In the next two sessions it was Sri Lanka's turn to frustrate. They were comically slow at times, and each of the top-four batsmen seemed almost painfully out of touch. Some have remarked that the P Sara crowd has been sparse given the occasion, but maybe the Colombo public is just judicious. Why put yourself through the heat and humidity for this two-session replay of the forward defense? Even the runs Sri Lanka scored were sometimes unintentional. Silva ducked a short ball from Ishant Sharma, but the ball collected bat anyway, and flew to the fence behind the keeper. Next over he wanted to push Umesh Yadav into the off side, but got another boundary to fine leg.
Sometimes, unable to thwart India with skill, Sri Lanka could only impede them in more prosaic ways. When a cluster of firecrackers went off during the first over of Kumar Sangakkara's innings, he backed away from the crease and waited for them to stop exploding. Many overs later, at the non-striker's end, he dropped his bat in front of the stumps just as Binny was about to enter his delivery stride, forcing the bowler to abort the delivery and trudge back to his mark.
Then there were the chances.
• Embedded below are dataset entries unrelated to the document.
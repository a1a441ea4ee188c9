//! Scene snapshot consumed by the compiler.
//!
//! The host design tool hands over a read-only tree of visual nodes (frames,
//! groups, text, vectors, component instances). It is stored as a stable
//! directed graph where edges go parent → child in paint order, so stages can
//! re-check node existence after the host invalidates part of the tree.
//! Nothing in the pipeline mutates this graph.

use crate::id::{NodeId, VariableId};
use petgraph::graph::NodeIndex;
use petgraph::stable_graph::StableDiGraph;
use serde::{Deserialize, Serialize};
use smallvec::SmallVec;
use std::collections::{BTreeMap, HashMap};

// ─── Colors & Geometry ───────────────────────────────────────────────────

/// RGBA color. Stored as 4 × f32 [0.0, 1.0].
#[derive(Debug, Clone, Copy, PartialEq, Serialize, Deserialize)]
pub struct Color {
    pub r: f32,
    pub g: f32,
    pub b: f32,
    #[serde(default = "opaque")]
    pub a: f32,
}

fn opaque() -> f32 {
    1.0
}

impl Color {
    /// Emit as `#RRGGBB`, or `#RRGGBBAA` when not fully opaque.
    pub fn to_hex(&self) -> String {
        let to_u8 = |v: f32| (v.clamp(0.0, 1.0) * 255.0).round() as u8;
        let (r, g, b, a) = (to_u8(self.r), to_u8(self.g), to_u8(self.b), to_u8(self.a));
        if a == 255 {
            format!("#{r:02X}{g:02X}{b:02X}")
        } else {
            format!("#{r:02X}{g:02X}{b:02X}{a:02X}")
        }
    }
}

/// Axis-aligned box in canvas coordinates.
#[derive(Debug, Clone, Copy, Default, PartialEq, Serialize, Deserialize)]
pub struct Rect {
    pub x: f32,
    pub y: f32,
    pub width: f32,
    pub height: f32,
}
Silva was caught behind off Binny for 14, but reprieved when the bowler was shown to have overstepped. Sangakkara having made the kind of jerky start typical of his early years, was dropped on 24. He eventually fell to the same bowler-fielder combination, though. Having perished in exactly the same way all through this series, Sangakkara has seemed more irrigation channel than all-time great batsman - his main purpose in life to redirect R Ashwin deliveries towards Ajinkya Rahane at slip.
It was telling that Silva - who does an important job for Sri Lanka, but is basically a sleeping pill attached to a bat - emerged from his partnerships with Sangakkara and Lahiru Thirimanne with the superior strike rate. The 107 balls that Silva and Thirimanne faced together yielded only two fours. When edges kept being beaten, and lbw shouts continued to be raised, it sometimes seemed like India had the Sri Lanka batsmen nailed to the cross, only they somehow continued to draw laboured breath.
Though Sri Lanka played this way today, tomorrow may be completely different. That is the thing about this Sri Lanka transition, you never know what you will get. Often they have kept in touch with opposition sides on dreary days like this, then hurtled into control on the back of a rollicking knock or a sublime spell.
Fans will probably turn up in greater numbers for the last three days. They will hope, of course, for runs from Sangakkara, because his staggering career deserves better than a limp finish. For their sake, maybe their team's more entertaining avatar will turn up as well.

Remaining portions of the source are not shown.